Switching from academia to industry, or why academia has failed us environmental scientists.
Updated: Feb 18, 2022
Research cannot reach its full potential if we do not address the gap between existing scientific knowledge and decision making and policy making.
In the spring of 2020, I made the jump from academia to working in a start-up dedicated to Nature based Solutions. From the start of my journey through higher education, all I'd been sure of regarding my employment goals was that I wanted whatever I did to have a measurable positive impact on the world.
As I moved up in my education, I first got a bachelor's degree in Earth Sciences, then a master's degree in Environmental Sciences, and finally completed a PhD in Hydrogeology. Throughout this journey I became increasingly aware of the fact that making it in academia, not to mention through meaningful and impactful work, was going to be near-impossible. Adding to that, keeping a grip on my deteriorating mental health and my waning motivation and self-esteem was starting to feel like a lost cause.
On paper, graduate students are given many liberties and support: flexible hours, a decent amount of paid leave, and an encouraging and nourishing environment to work in. This, however, is more wishful thinking than anything. In reality, we are expected to work up to 10 hours a day (or more if you're nearing the finish line), unless you want to lose the respect of your supervisors and colleagues. And sure, you can take time off... once you've finished preparing a speech or poster for the latest conference, submitted your most recent paper for evaluation, and written a chapter of your thesis. Sometimes even, we were expected to comply with other numerous tasks higher positioned staff would delegate to us, such as cleaning out offices, stacking chairs, sifting through endless databases, and other menial and unrelated tasks.
At the same time, I was coming to the realization of the pointlessness of the research I was doing. Of course, one can argue that grad studies are not just an opportunity to expand human knowledge by contributing our grain of sand, but also an exercise to sharpen and deepen our skills as scientists. Nevertheless, when it came down to it, I realized no matter how innovative, useful and detailed my work was, it was destined more than anything to accumulate dust on my supervisor's desk.
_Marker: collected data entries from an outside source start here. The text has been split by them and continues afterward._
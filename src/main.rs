mod app;
mod browser;
mod components;
mod config;
mod logging;
mod models;

use app::App;
use leptos::prelude::*;

fn main() {
    let config = config::load();
    logging::setup_logging(&config);

    mount_to_body(move || view! { <App config=config /> });
}
//! GraphQL documents and the JSON envelope they travel in.

pub mod documents;
pub mod envelope;
pub mod headers;
pub mod operation;

pub use envelope::{GraphqlError, GraphqlRequest, GraphqlResponse};
pub use headers::token_header;
pub use operation::{LoggedUserQuery, LoginMutation, Operation};
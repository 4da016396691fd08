use std::cell::RefCell;

use crate::ports::Navigator;

/// How the current history entry was reached.
#[derive(Debug, Clone, Copy, PartialEq, Eq)]
pub enum HistoryAction {
    Pop,
    Push,
}

#[derive(Debug, Clone, PartialEq, Eq)]
pub struct Location {
    pub pathname: String,
}

#[derive(Debug)]
struct Entries {
    paths: Vec<String>,
    index: usize,
    action: HistoryAction,
}

/// Navigation handle that keeps its entries in memory.
///
/// Starts with a single entry reached by `Pop`, the way a freshly loaded page
/// does.
#[derive(Debug)]
pub struct MemoryHistory {
    entries: RefCell<Entries>,
}

impl MemoryHistory {
    pub fn new(initial_path: &str) -> Self {
        Self {
            entries: RefCell::new(Entries {
                paths: vec![initial_path.to_string()],
                index: 0,
                action: HistoryAction::Pop,
            }),
        }
    }

    /// Number of entries in the stack.
    pub fn length(&self) -> usize {
        self.entries.borrow().paths.len()
    }

    pub fn action(&self) -> HistoryAction {
        self.entries.borrow().action
    }

    pub fn location(&self) -> Location {
        let entries = self.entries.borrow();
        Location {
            pathname: entries.paths[entries.index].clone(),
        }
    }

    /// Step back one entry; no-op at the start of the stack.
    pub fn back(&self) {
        let mut entries = self.entries.borrow_mut();
        if entries.index > 0 {
            entries.index -= 1;
            entries.action = HistoryAction::Pop;
        }
    }
}

impl Navigator for MemoryHistory {
    fn push(&self, path: &str) {
        let mut entries = self.entries.borrow_mut();
        let next = entries.index + 1;
        // Pushing drops any forward entries.
        entries.paths.truncate(next);
        entries.paths.push(path.to_string());
        entries.index = next;
        entries.action = HistoryAction::Push;
    }
}

#[cfg(test)]
mod tests {
    use super::*;

    #[test]
    fn fresh_history_has_one_popped_entry() {
        let history = MemoryHistory::new("/login");
        assert_eq!(history.length(), 1);
        assert_eq!(history.action(), HistoryAction::Pop);
        assert_eq!(history.location().pathname, "/login");
    }

    #[test]
    fn push_then_back_returns_to_previous_entry() {
        let history = MemoryHistory::new("/login");
        history.push("/");
        assert_eq!(history.length(), 2);
        assert_eq!(history.action(), HistoryAction::Push);

        history.back();
        assert_eq!(history.location().pathname, "/login");
        assert_eq!(history.action(), HistoryAction::Pop);
    }

    #[test]
    fn push_after_back_discards_forward_entries() {
        let history = MemoryHistory::new("/login");
        history.push("/a");
        history.back();
        history.push("/b");
        assert_eq!(history.length(), 2);
        assert_eq!(history.location().pathname, "/b");
    }
}
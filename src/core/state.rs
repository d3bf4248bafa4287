//! Game state: the single mutable aggregate of a race.
//!
//! ## Contents
//!
//! - Track (racer stacks and hazards)
//! - Wager ledgers
//! - Per-racer "moved this round" flags
//! - Participant balances
//! - Termination flag and winner set
//! - Turn/round counters and the action history
//! - The game's RNG
//!
//! Only the rules engine mutates a `GameState`. The state carries the
//! game's RNG, so a `&GameState` lets its holder predict upcoming rolls;
//! participants are handed a `GameView` instead.
//!
//! Cloning is cheap enough to snapshot every turn: the configuration is
//! shared through `Arc` and the ledgers and history are persistent `im`
//! vectors.

use std::sync::Arc;

use im::Vector;

use super::action::ActionRecord;
use super::config::{RaceConfig, MAX_ROLL, MIN_ROLL};
use super::participant::{ParticipantId, ParticipantMap};
use super::racer::RacerId;
use super::rng::GameRng;
use super::track::Track;
use super::view::GameView;
use super::wager::WagerBook;
use crate::error::InvariantViolation;

/// Complete state of one game.
#[derive(Clone, Debug)]
pub struct GameState {
    config: Arc<RaceConfig>,

    pub(crate) track: Track,

    pub(crate) wagers: WagerBook,

    /// Indexed by racer; true once the racer moved this round.
    pub(crate) moved: Vec<bool>,

    pub(crate) balances: ParticipantMap<i64>,

    pub(crate) active: bool,

    /// Participants tied on the highest final balance. Empty while active.
    pub(crate) winners: Vec<ParticipantId>,

    /// Executed actions so far.
    pub(crate) turn: u32,

    pub(crate) rounds_settled: u32,

    pub(crate) history: Vector<ActionRecord>,

    pub(crate) rng: GameRng,
}

impl GameState {
    /// Start a game, scattering the racers near the start line.
    ///
    /// Racers are placed one at a time in random order, each on the cell
    /// given by a die roll minus one. Racers landing on the same cell stack
    /// in placement order.
    #[must_use]
    pub fn new(config: impl Into<Arc<RaceConfig>>, seed: u64) -> Self {
        let config = config.into();
        let mut rng = GameRng::new(seed);
        let mut track = Track::new(config.track_len());

        let mut order: Vec<RacerId> = RacerId::all(config.racer_count()).collect();
        rng.shuffle(&mut order);
        for racer in order {
            let cell = usize::from(rng.roll(MIN_ROLL..=MAX_ROLL) - MIN_ROLL);
            track.push(cell, racer);
        }

        Self::assemble(config, track, rng)
    }

    /// Start a game from an explicit track layout.
    ///
    /// Shorter tracks are padded to the configured length. Every racer must
    /// appear exactly once and no racer may start at or past the finish.
    /// Hazards already on the layout must obey the placement rules: none
    /// under a racer, none adjacent, at most one per seated owner.
    pub fn with_track(
        config: impl Into<Arc<RaceConfig>>,
        mut track: Track,
        seed: u64,
    ) -> Result<Self, InvariantViolation> {
        let config = config.into();
        if track.hazard_row_len() != track.len() {
            return Err(InvariantViolation::HazardRowLength {
                cells: track.len(),
                hazards: track.hazard_row_len(),
            });
        }
        if track.len() > config.track_len() {
            return Err(InvariantViolation::TrackLength {
                got: track.len(),
                len: config.track_len(),
            });
        }
        track.pad_to(config.track_len());

        let state = Self::assemble(config, track, GameRng::new(seed));
        state.check_racers()?;
        let finish = state.config.board_size();
        if let Some((cell, stack)) = state
            .track
            .stacks()
            .skip(finish)
            .find(|(_, stack)| !stack.is_empty())
        {
            return Err(InvariantViolation::RacerPastFinish { racer: stack[0], cell });
        }
        state.check_hazards()?;
        Ok(state)
    }

    fn assemble(config: Arc<RaceConfig>, track: Track, rng: GameRng) -> Self {
        Self {
            track,
            wagers: WagerBook::new(),
            moved: vec![false; config.racer_count()],
            balances: ParticipantMap::with_value(
                config.participant_count(),
                config.starting_balance(),
            ),
            active: true,
            winners: Vec::new(),
            turn: 0,
            rounds_settled: 0,
            history: Vector::new(),
            rng,
            config,
        }
    }

    // === Read access ===

    #[must_use]
    pub fn config(&self) -> &RaceConfig {
        &self.config
    }

    /// Shared handle to the configuration.
    #[must_use]
    pub fn config_arc(&self) -> Arc<RaceConfig> {
        Arc::clone(&self.config)
    }

    #[must_use]
    pub fn track(&self) -> &Track {
        &self.track
    }

    #[must_use]
    pub fn wagers(&self) -> &WagerBook {
        &self.wagers
    }

    #[must_use]
    pub fn balances(&self) -> &ParticipantMap<i64> {
        &self.balances
    }

    /// Balance of a participant. Panics on a seat outside the game.
    #[must_use]
    pub fn balance(&self, participant: ParticipantId) -> i64 {
        self.balances[participant]
    }

    /// False once a racer crossed the finish and the game was settled.
    #[must_use]
    pub fn is_active(&self) -> bool {
        self.active
    }

    /// Winning participants. Empty while the game is active.
    #[must_use]
    pub fn winners(&self) -> &[ParticipantId] {
        &self.winners
    }

    /// Number of actions executed so far.
    #[must_use]
    pub fn turn(&self) -> u32 {
        self.turn
    }

    /// Number of completed round settlements.
    #[must_use]
    pub fn rounds_settled(&self) -> u32 {
        self.rounds_settled
    }

    /// Whose turn it is: seats act in rotation.
    #[must_use]
    pub fn active_participant(&self) -> ParticipantId {
        ParticipantId::new((self.turn as usize % self.config.participant_count()) as u8)
    }

    #[must_use]
    pub fn history(&self) -> &Vector<ActionRecord> {
        &self.history
    }

    /// Has the racer already moved this round?
    #[must_use]
    pub fn has_moved(&self, racer: RacerId) -> bool {
        self.moved.get(racer.index()).copied().unwrap_or(false)
    }

    /// Racers still to move this round, in id order.
    #[must_use]
    pub fn unmoved_racers(&self) -> Vec<RacerId> {
        RacerId::all(self.config.racer_count())
            .filter(|&r| !self.moved[r.index()])
            .collect()
    }

    /// Copy of the state, RNG included. Not for participants: replaying
    /// moves on it reveals upcoming rolls.
    #[must_use]
    pub fn snapshot(&self) -> Self {
        self.clone()
    }

    /// What a participant may see: everything but the RNG.
    #[must_use]
    pub fn view(&self) -> GameView<'_> {
        GameView::new(self)
    }

    // === Invariants ===

    /// Check that every racer appears on the track exactly once and nothing
    /// else does.
    pub fn check_racers(&self) -> Result<(), InvariantViolation> {
        let racer_count = self.config.racer_count();
        let mut seen = vec![0usize; racer_count];
        for (_, stack) in self.track.stacks() {
            for &racer in stack {
                let slot = seen
                    .get_mut(racer.index())
                    .ok_or(InvariantViolation::StrayRacer(racer))?;
                *slot += 1;
            }
        }
        for (racer, count) in RacerId::all(racer_count).zip(seen) {
            match count {
                1 => {}
                0 => return Err(InvariantViolation::RacerMissing(racer)),
                count => return Err(InvariantViolation::RacerDuplicated { racer, count }),
            }
        }
        Ok(())
    }

    /// Check that hazards sit on empty cells, never side by side, and that
    /// each belongs to a seated participant owning no other.
    pub fn check_hazards(&self) -> Result<(), InvariantViolation> {
        let mut owned = vec![false; self.config.participant_count()];
        let mut previous: Option<usize> = None;
        for (cell, hazard) in self.track.hazards() {
            if self.track.has_racer(cell) {
                return Err(InvariantViolation::HazardUnderRacer { cell });
            }
            if let Some(prev) = previous.filter(|&prev| prev + 1 == cell) {
                return Err(InvariantViolation::HazardsAdjacent { cell: prev, next: cell });
            }
            let slot = owned
                .get_mut(hazard.owner.index())
                .ok_or(InvariantViolation::HazardOwnerUnknown { cell, owner: hazard.owner })?;
            if *slot {
                return Err(InvariantViolation::HazardOwnedTwice(hazard.owner));
            }
            *slot = true;
            previous = Some(cell);
        }
        Ok(())
    }
}
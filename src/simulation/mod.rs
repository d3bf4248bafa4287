//! Many games at once.
//!
//! Each game owns its state and participants outright; nothing is shared
//! between games except the read-only configuration.

pub mod batch;

pub use batch::{run_batch, BatchConfig, BatchSummary};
For example: I had the opportunity to spend two years of my PhD working in semi-arid southern India, on topics that were highly relevant to the current water resource situation and the measures undertaken by the government at the time to alleviate the situation. I was very optimist about not just my work, but the work of the entire team I worked alongside with. I thought our findings were going to be key in mitigating the severe water scarcity affecting the local population: the livelihood and wellbeing of those relying on the already scarce and dwindling water resources was at stake. Imagine my surprise when realizing the Indian government not only was uninterested in our findings, but actively boycotted any interactions with our research institute because they disliked the fact that our findings pointed out inefficacies in the measures they were implementing. Clearly the issue here was not a lack of science, but the ineffectiveness and reluctance of decision makers to take science into account, especially when the science goes against their interests.
As Greta Thunberg has said:
Some people say that I should study to become a climate scientist so that I can 'solve the climate crisis'. But the climate crisis has already been solved. We already have all the facts and solutions. All we have to do is to wake up and change.
That is why, when I finished my PhD, I had become sure of two things: first, academia was not for me, and second, that if I wanted to have an impact on combatting the climate emergency, it wasn't going to be through academia.
Finally, in spring of 2020, my prayers were answered. I linked up with a start-up called Cultivo Land PBC where I learned about their initiative to "unlock investment into Nature, at scale". In short, the company aims at aligning the economic interests of big companies with larger environmental goals through nature restoration projects. In this job, success is not only counted in monetary terms, but in concrete numbers: amount of tonnes of carbon captured, increase in water resources, animal species count and abundance, among many others. I’d be a part of actively addressing the crises ahead of us, and even better, this would be financed by large corporations rather than allowing the lone consumer to bear the brunt of responsibility. Since taking this job I have become more optimistic, and my mental health has improved significantly. I have not looked back a day since.
To conclude, I want to say that I greatly respect the work of climate scientists, researchers and other people in academia, but, we need to face the truth: research cannot reach its full potential if we do not address the gap between existing scientific knowledge and decision making and policy making. To me this is the greatest challenge we face today as scientists, especially in environmental fields.